The financing was led by a consortium of worldwide banking establishments – MUFG, SMBC, BNP Paribas, and Natixis – with MUFG additionally serving as Scala’s monetary advisor. The settlement represents Scala’s first structured worldwide financing outdoors Brazil and its first mortgage bearing a inexperienced label, aligning with the corporate’s Inexperienced Bond Framework and reinforcing its ESG credentials.
Reasonably than utilizing a particular objective car (SPV), Scala leveraged its present Chilean company construction, a transfer that enhances transparency and simplifies execution. The deal underwent rigorous due diligence beneath each Chilean and U.S. authorized frameworks, underscoring Scala’s rising credibility as a mature and dependable digital infrastructure platform. In response to Scala, this construction serves as a mannequin for the best way to finance and scale sustainable knowledge heart operations throughout Latin America.

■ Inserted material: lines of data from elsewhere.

use crate::type_model::PrimitiveType;
use indexmap::IndexMap;
use log::debug;
use serde::{Deserialize, Serialize};
use std::collections::BTreeMap;

pub const OPENAPI_VERSION: &str = "3.0.1";

/// Prefix of a reference to a component schema
pub const COMPONENTS_PREFIX: &str = "#/components/schemas/";

const JSON_CONTENT: &str = "application/json";

/// Complete OpenAPI document
#[derive(Debug, Clone, PartialEq, Serialize, Deserialize)]
pub struct OpenApiDocument {
    /// OpenAPI version
    pub openapi: String,
    /// API info
    pub info: Info,
    /// One tag per endpoint
    #[serde(default, skip_serializing_if = "Vec::is_empty")]
    pub tags: Vec<Tag>,
    /// API paths, `/{Endpoint}/{method}`
    pub paths: BTreeMap<String, PathItem>,
    /// Components (schemas)
    pub components: Components,
}

/// OpenAPI Info object
#[derive(Debug, Clone, PartialEq, Serialize, Deserialize)]
pub struct Info {
    /// API title
    pub title: String,
    /// API version
    pub version: String,
    /// API description
    #[serde(default, skip_serializing_if = "Option::is_none")]
    pub description: Option<String>,
}

/// OpenAPI Tag object
#[derive(Debug, Clone, PartialEq, Serialize, Deserialize)]
pub struct Tag {
    pub name: String,
    /// Fully qualified name of the endpoint class
    #[serde(rename = "x-class-name", default, skip_serializing_if = "Option::is_none")]
    pub class_name: Option<String>,
}

/// OpenAPI PathItem object; endpoint methods are always invoked with `POST`
#[derive(Debug, Clone, Default, PartialEq, Serialize, Deserialize)]
pub struct PathItem {
    #[serde(default, skip_serializing_if = "Option::is_none")]
    pub post: Option<Operation>,
}

/// OpenAPI Operation object - represents a single endpoint method
#[derive(Debug, Clone, Default, PartialEq, Serialize, Deserialize)]
pub struct Operation {
    #[serde(default, skip_serializing_if = "Vec::is_empty")]
    pub tags: Vec<String>,
    /// Operation ID, `{Endpoint}_{method}`
    #[serde(rename = "operationId")]
    pub operation_id: String,
    #[serde(default, skip_serializing_if = "Option::is_none")]
    pub deprecated: Option<bool>,
    #[serde(rename = "requestBody", default, skip_serializing_if = "Option::is_none")]
    pub request_body: Option<RequestBody>,
    pub responses: BTreeMap<String, Response>,
    /// Access-control annotations, captured verbatim and never interpreted
    #[serde(rename = "x-access-control", default, skip_serializing_if = "Vec::is_empty")]
    pub access_control: Vec<String>,
}

/// OpenAPI RequestBody object
#[derive(Debug, Clone, PartialEq, Serialize, Deserialize)]
pub struct RequestBody {
    pub content: BTreeMap<String, MediaType>,
}

/// OpenAPI MediaType object
#[derive(Debug, Clone, PartialEq, Serialize, Deserialize)]
pub struct MediaType {
    pub schema: Schema,
}

/// OpenAPI Response object
#[derive(Debug, Clone, PartialEq, Serialize, Deserialize)]
pub struct Response {
    pub description: String,
    #[serde(default, skip_serializing_if = "Option::is_none")]
    pub content: Option<BTreeMap<String, MediaType>>,
}

/// OpenAPI Components object
#[derive(Debug, Clone, Default, PartialEq, Serialize, Deserialize)]
pub struct Components {
    #[serde(default)]
    pub schemas: BTreeMap<String, Schema>,
}

/// OpenAPI Discriminator object
#[derive(Debug, Clone, PartialEq, Serialize, Deserialize)]
pub struct Discriminator {
    #[serde(rename = "propertyName")]
    pub property_name: String,
    /// Subtype name to schema reference
    pub mapping: BTreeMap<String, String>,
}

/// OpenAPI Schema definition
#[derive(Debug, Clone, Default, PartialEq, Serialize, Deserialize)]
pub struct Schema {
    /// Reference to a component schema
    #[serde(rename = "$ref", default, skip_serializing_if = "Option::is_none")]
    pub reference: Option<String>,
    /// The type of the schema (string, integer, object, array, etc.)
    #[serde(rename = "type", default, skip_serializing_if = "Option::is_none")]
    pub schema_type: Option<String>,
    /// Format for primitive types (e.g., "int32", "int64", "date-time")
    #[serde(default, skip_serializing_if = "Option::is_none")]
    pub format: Option<String>,
    #[serde(default, skip_serializing_if = "Option::is_none")]
    pub nullable: Option<bool>,
    #[serde(default, skip_serializing_if = "Option::is_none")]
    pub deprecated: Option<bool>,
    /// Properties for object types, in declaration order
    #[serde(default, skip_serializing_if = "Option::is_none")]
    pub properties: Option<IndexMap<String, Schema>>,
    /// Required property names for object types
    #[serde(default, skip_serializing_if = "Option::is_none")]
    pub required: Option<Vec<String>>,
    /// Items schema for array types
    #[serde(default, skip_serializing_if = "Option::is_none")]
    pub items: Option<Box<Schema>>,
    /// Value schema for map types
    #[serde(rename = "additionalProperties", default, skip_serializing_if = "Option::is_none")]
    pub additional_properties: Option<Box<Schema>>,
    /// Enum values for enum types
    #[serde(rename = "enum", default, skip_serializing_if = "Option::is_none")]
    pub enum_values: Option<Vec<String>>,
    #[serde(rename = "oneOf", default, skip_serializing_if = "Option::is_none")]
    pub one_of: Option<Vec<Schema>>,
    #[serde(rename = "anyOf", default, skip_serializing_if = "Option::is_none")]
    pub any_of: Option<Vec<Schema>>,
    #[serde(default, skip_serializing_if = "Option::is_none")]
    pub discriminator: Option<Discriminator>,
    #[serde(rename = "minLength", default, skip_serializing_if = "Option::is_none")]
    pub min_length: Option<u64>,
    #[serde(rename = "maxLength", default, skip_serializing_if = "Option::is_none")]
    pub max_length: Option<u64>,
    #[serde(rename = "minItems", default, skip_serializing_if = "Option::is_none")]
    pub min_items: Option<u64>,
    #[serde(rename = "maxItems", default, skip_serializing_if = "Option::is_none")]
    pub max_items: Option<u64>,
    #[serde(default, skip_serializing_if = "Option::is_none")]
    pub minimum: Option<f64>,
    #[serde(default, skip_serializing_if = "Option::is_none")]
    pub maximum: Option<f64>,
    #[serde(rename = "exclusiveMinimum", default, skip_serializing_if = "Option::is_none")]
    pub exclusive_minimum: Option<bool>,
    #[serde(rename = "exclusiveMaximum", default, skip_serializing_if = "Option::is_none")]
    pub exclusive_maximum: Option<bool>,
    #[serde(default, skip_serializing_if = "Option::is_none")]
    pub pattern: Option<String>,
}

The Chilean enlargement contains growth in Curauma, Lampa, and Huechuraba 2, together with the development of the Nova Lampa substation. These amenities are contractually backed by 23 megawatts of IT capability and a further 30 megawatts reserved for future development by present agreements with hyperscale purchasers. The websites will function on 100% licensed renewable vitality, make the most of zero-waste water techniques, and intention for a design PUE (Energy Utilization Effectiveness) of beneath 1.45 – metrics that meet or exceed world sustainability requirements.
Sustainable Development
Scala CFO Clayton Malheiros described the deal as greater than only a monetary milestone, calling it an illustration of Scala’s capability to pair operational excellence with sustainable development. MUFG’s Tatiana Preta, Head of Challenge Finance for Latin America, echoed the sentiment, emphasizing that the deal units a benchmark for accountable digital infrastructure funding within the area.
The undertaking has already attracted world consideration, incomes the title of ‘Digital Infrastructure Deal of the 12 months – Latin America’ at IJGlobal’s annual awards in New York. Past its monetary and technical significance, the initiative is anticipated to contribute to native financial growth, complying with Chile’s RCA (Environmental Qualification Decision) necessities, together with labor and group engagement tips. Hundreds of direct and oblique jobs are anticipated in the course of the building section.
Scala‘s broader financing technique continues to deal with diversification to assist capital-intensive development. In Brazil, the corporate not too long ago secured a BRL 180 million mortgage from BNDES – the nationwide growth financial institution’s first such take care of an information heart operator. Moreover, Scala executed two sale-leaseback transactions with Alianza in 2024, unlocking over $70 million for its Brazilian operations.
With over $803 million in ESG-linked inexperienced debentures issued in Brazil, Scala has solidified its place as a frontrunner in sustainable digital infrastructure throughout Latin America. The Chilean undertaking serves as a blueprint for future developments, reaffirming the corporate’s dedication to development, sustainability, and regional digital transformation.